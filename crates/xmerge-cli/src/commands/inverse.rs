//! Inverse command - write workspace edits back into the update templates

use std::path::PathBuf;

use anyhow::{Result, bail};
use tracing::info;
use xmerge_workspace::DirectoryMerger;

/// Arguments for the inverse command.
pub struct InverseArgs {
    pub workspace: PathBuf,
    pub update: PathBuf,
    pub config: Option<PathBuf>,
    pub defines: Vec<(String, String)>,
    pub add_new_properties: bool,
}

/// Execute the inverse command.
///
/// Fails when any file could not be written back.
pub fn execute(args: InverseArgs) -> Result<()> {
    let settings = super::load_settings(args.config.as_deref())?;
    let mut variables = settings.variables();
    variables.extend(args.defines);

    info!(
        workspace = %args.workspace.display(),
        update = %args.update.display(),
        "Writing workspace changes back"
    );
    let summary = DirectoryMerger::new(&settings).inverse_merge(
        &args.workspace,
        &variables,
        args.add_new_properties,
        &args.update,
    )?;

    if !summary.is_success() {
        bail!(
            "{} of {} files failed to merge back",
            summary.errors,
            summary.files
        );
    }
    Ok(())
}

#[cfg(test)]
mod tests {
    use super::*;
    use pretty_assertions::assert_eq;
    use std::fs;
    use tempfile::TempDir;

    #[test]
    fn test_execute_writes_properties_back() {
        let temp = TempDir::new().unwrap();
        let update = temp.path().join("update");
        let workspace = temp.path().join("workspace");
        fs::create_dir_all(&update).unwrap();
        fs::create_dir_all(&workspace).unwrap();
        fs::write(update.join("ide.properties"), "home=${IDE_HOME}\n").unwrap();
        fs::write(
            workspace.join("ide.properties"),
            "extra=1\nhome=/projects/main/tools\n",
        )
        .unwrap();

        execute(InverseArgs {
            workspace: workspace.clone(),
            update: update.clone(),
            config: None,
            defines: vec![("IDE_HOME".to_string(), "/projects/main".to_string())],
            add_new_properties: true,
        })
        .unwrap();

        assert_eq!(
            fs::read_to_string(update.join("ide.properties")).unwrap(),
            "extra=1\nhome=${IDE_HOME}/tools\n"
        );
    }
}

Assignment: Please give the number of lines above that include the string "tools", with nothing added.

Result for this exercise: 2